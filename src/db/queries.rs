use crate::db::Database;
use crate::error::{EcoWoodError, Result};
use crate::models::{AnalysisRecord, Machine, MachineAvailability, MachineTypeRecord};
use chrono::{DateTime, Utc};
use rusqlite::{params, Row};
use tracing::warn;

// Machine Type Queries

impl Database {
    #[cfg(test)]
    pub fn create_machine_type(&self, machine_type: &MachineTypeRecord) -> Result<i64> {
        self.with_conn(|conn| {
            conn.execute(
                "INSERT INTO machine_types (code, name, description) VALUES (?1, ?2, ?3)",
                params![
                    machine_type.code,
                    machine_type.name,
                    machine_type.description
                ],
            )?;
            Ok(conn.last_insert_rowid())
        })
    }

    pub fn list_machine_types(&self) -> Result<Vec<MachineTypeRecord>> {
        self.with_conn(|conn| {
            let mut stmt = conn.prepare("SELECT * FROM machine_types ORDER BY name")?;
            let types = stmt
                .query_map([], row_to_machine_type)?
                .filter_map(|r| r.ok())
                .collect();
            Ok(types)
        })
    }

    /// Looks a type up by code or display name, ignoring case.
    pub fn find_machine_type(&self, key: &str) -> Result<Option<MachineTypeRecord>> {
        self.with_conn(|conn| {
            conn.query_row(
                r#"
                SELECT * FROM machine_types
                WHERE code = ?1 COLLATE NOCASE OR name = ?1 COLLATE NOCASE
                ORDER BY code IS NULL, id
                LIMIT 1
                "#,
                [key.trim()],
                row_to_machine_type,
            )
            .optional()
            .map_err(Into::into)
        })
    }
}

fn row_to_machine_type(row: &Row) -> rusqlite::Result<MachineTypeRecord> {
    Ok(MachineTypeRecord {
        id: Some(row.get("id")?),
        code: row.get("code")?,
        name: row.get("name")?,
        description: row.get("description")?,
    })
}

// Machine Queries

const MACHINE_SELECT: &str = r#"
    SELECT m.id, m.name, m.available, m.created_at,
           t.id AS type_id, t.code AS type_code, t.name AS type_name,
           t.description AS type_description
    FROM machines m
    JOIN machine_types t ON t.id = m.machine_type_id
"#;

impl Database {
    pub fn create_machine(&self, machine: &Machine) -> Result<i64> {
        let type_id = machine
            .machine_type
            .id
            .ok_or_else(|| EcoWoodError::InvalidData("Machine type has no ID".into()))?;

        self.with_conn(|conn| {
            conn.execute(
                r#"
                INSERT INTO machines (name, machine_type_id, available, created_at)
                VALUES (?1, ?2, ?3, ?4)
                "#,
                params![
                    machine.name,
                    type_id,
                    machine.available,
                    machine.created_at.to_rfc3339(),
                ],
            )?;
            Ok(conn.last_insert_rowid())
        })
    }

    pub fn list_machines(&self) -> Result<Vec<Machine>> {
        self.with_conn(|conn| {
            let mut stmt = conn.prepare(&format!("{} ORDER BY m.id", MACHINE_SELECT))?;
            let machines = stmt
                .query_map([], row_to_machine)?
                .filter_map(|r| r.ok())
                .collect();
            Ok(machines)
        })
    }

    pub fn set_machine_available(&self, id: i64, available: bool) -> Result<()> {
        self.with_conn(|conn| {
            let changed = conn.execute(
                "UPDATE machines SET available = ?1 WHERE id = ?2",
                params![available, id],
            )?;
            if changed == 0 {
                return Err(EcoWoodError::NotFound(format!("machine {}", id)));
            }
            Ok(())
        })
    }

    pub fn delete_machine(&self, id: i64) -> Result<()> {
        self.with_conn(|conn| {
            let changed = conn.execute("DELETE FROM machines WHERE id = ?1", [id])?;
            if changed == 0 {
                return Err(EcoWoodError::NotFound(format!("machine {}", id)));
            }
            Ok(())
        })
    }

    /// Capability classes of every available machine, read fresh on each call.
    ///
    /// Types are resolved by stable code, falling back to the display-name
    /// classifier. Unresolvable types are skipped.
    pub fn available_machine_types(&self) -> Result<MachineAvailability> {
        let types = self.with_conn(|conn| {
            let mut stmt = conn.prepare(
                r#"
                SELECT DISTINCT t.* FROM machine_types t
                JOIN machines m ON m.machine_type_id = t.id
                WHERE m.available = 1
                "#,
            )?;
            let types: Vec<MachineTypeRecord> = stmt
                .query_map([], row_to_machine_type)?
                .filter_map(|r| r.ok())
                .collect();
            Ok(types)
        })?;

        Ok(types
            .iter()
            .filter_map(|t| {
                t.resolve().or_else(|| {
                    warn!(machine_type = %t.name, "Machine type matches no known capability, ignoring");
                    None
                })
            })
            .collect())
    }
}

fn row_to_machine(row: &Row) -> rusqlite::Result<Machine> {
    let created_at_str: String = row.get("created_at")?;

    Ok(Machine {
        id: Some(row.get("id")?),
        name: row.get("name")?,
        machine_type: MachineTypeRecord {
            id: Some(row.get("type_id")?),
            code: row.get("type_code")?,
            name: row.get("type_name")?,
            description: row.get("type_description")?,
        },
        available: row.get("available")?,
        created_at: parse_timestamp(&created_at_str),
    })
}

// Analysis History Queries

impl Database {
    pub fn record_analysis(&self, record: &AnalysisRecord) -> Result<i64> {
        let input_json = serde_json::to_string(&record.input)?;
        let recommendations_json = serde_json::to_string(&record.recommendations)?;

        self.with_conn(|conn| {
            conn.execute(
                r#"
                INSERT INTO analyses
                    (category, species, volume, input_json, recommendations_json,
                     headline, justification, created_at)
                VALUES (?1, ?2, ?3, ?4, ?5, ?6, ?7, ?8)
                "#,
                params![
                    record.category,
                    record.species,
                    record.volume,
                    input_json,
                    recommendations_json,
                    record.headline,
                    record.justification,
                    record.created_at.to_rfc3339(),
                ],
            )?;
            Ok(conn.last_insert_rowid())
        })
    }

    pub fn recent_analyses(&self, limit: usize) -> Result<Vec<AnalysisRecord>> {
        self.with_conn(|conn| {
            let mut stmt =
                conn.prepare("SELECT * FROM analyses ORDER BY created_at DESC, id DESC LIMIT ?1")?;
            let records = stmt
                .query_map([limit as i64], row_to_analysis)?
                .filter_map(|r| r.ok())
                .collect();
            Ok(records)
        })
    }
}

fn row_to_analysis(row: &Row) -> rusqlite::Result<AnalysisRecord> {
    let id: i64 = row.get("id")?;
    let input_json: String = row.get("input_json")?;
    let recommendations_json: String = row.get("recommendations_json")?;
    let created_at_str: String = row.get("created_at")?;

    let input = serde_json::from_str(&input_json).unwrap_or_else(|e| {
        warn!(analysis = id, error = %e, "Unreadable input_json in database, ignoring");
        serde_json::Value::Null
    });
    let recommendations = serde_json::from_str(&recommendations_json).unwrap_or_else(|e| {
        warn!(analysis = id, error = %e, "Unreadable recommendations_json in database, ignoring");
        Vec::new()
    });

    Ok(AnalysisRecord {
        id: Some(id),
        category: row.get("category")?,
        species: row.get("species")?,
        volume: row.get("volume")?,
        input,
        recommendations,
        headline: row.get("headline")?,
        justification: row.get("justification")?,
        created_at: parse_timestamp(&created_at_str),
    })
}

fn parse_timestamp(raw: &str) -> DateTime<Utc> {
    DateTime::parse_from_rfc3339(raw)
        .map(|dt| dt.with_timezone(&Utc))
        .unwrap_or_else(|_| Utc::now())
}

trait OptionalExt<T> {
    fn optional(self) -> rusqlite::Result<Option<T>>;
}

impl<T> OptionalExt<T> for rusqlite::Result<T> {
    fn optional(self) -> rusqlite::Result<Option<T>> {
        match self {
            Ok(v) => Ok(Some(v)),
            Err(rusqlite::Error::QueryReturnedNoRows) => Ok(None),
            Err(e) => Err(e),
        }
    }
}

:::::

*Exercise goal:* Gather each line of the records holding the string "Unreadable".

*Result for this exercise:*
        warn!(analysis = id, error = %e, "Unreadable input_json in database, ignoring");
        warn!(analysis = id, error = %e, "Unreadable recommendations_json in database, ignoring");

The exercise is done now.